(Materials provided)
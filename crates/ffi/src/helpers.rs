use crate::error::{with_last_error_mut, AeroEvapError, AeroEvapErrorCode};
use std::ffi::CString;

/// Set the thread-local error message and code.
/// Accepts any type implementing the `AeroEvapError` trait.
pub(crate) fn set_last_error(error: &impl AeroEvapError) {
    with_last_error_mut(|(cstring, code)| {
        *cstring = CString::new(error.msg()).ok();
        *code = error.code();
    });
}

/// Track an error by setting it in thread-local storage and returning its code.
#[inline]
pub(crate) fn track_error(error: &impl AeroEvapError) -> AeroEvapErrorCode {
    set_last_error(error);
    error.code()
}

/// Clear the thread-local error message and code.
/// Called on successful operations.
pub(crate) fn clear_last_error() {
    with_last_error_mut(|(cstring, code)| {
        *cstring = None;
        *code = AeroEvapErrorCode::Ok;
    });
}

/// Record the outcome of an FFI body and return its code
pub(crate) fn handle_ffi_result<E>(f: impl FnOnce() -> Result<(), E>) -> AeroEvapErrorCode
where
    E: AeroEvapError,
{
    match f() {
        Ok(()) => {
            clear_last_error();
            AeroEvapErrorCode::Ok
        }
        Err(error) => track_error(&error),
    }
}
(End Materials provided)
# [Work instructions]
The response has to match the data exactly, line for line.

# [Exercise solution]
filename crates/ffi/src/helpers.rs
use crate::error::{with_last_error_mut, AeroEvapError, AeroEvapErrorCode};
use std::ffi::CString;

/// Set the thread-local error message and code.
/// Accepts any type implementing the `AeroEvapError` trait.
pub(crate) fn set_last_error(error: &impl AeroEvapError) {
    with_last_error_mut(|(cstring, code)| {
        *cstring = CString::new(error.msg()).ok();
        *code = error.code();
    });
}

/// Track an error by setting it in thread-local storage and returning its code.
#[inline]
pub(crate) fn track_error(error: &impl AeroEvapError) -> AeroEvapErrorCode {
    set_last_error(error);
    error.code()
}

/// Clear the thread-local error message and code.
/// Called on successful operations.
pub(crate) fn clear_last_error() {
    with_last_error_mut(|(cstring, code)| {
        *cstring = None;
        *code = AeroEvapErrorCode::Ok;
    });
}

/// Record the outcome of an FFI body and return its code
pub(crate) fn handle_ffi_result<E>(f: impl FnOnce() -> Result<(), E>) -> AeroEvapErrorCode
where
    E: AeroEvapError,
{
    match f() {
        Ok(()) => {
            clear_last_error();
            AeroEvapErrorCode::Ok
        }
        Err(error) => track_error(&error),
    }
}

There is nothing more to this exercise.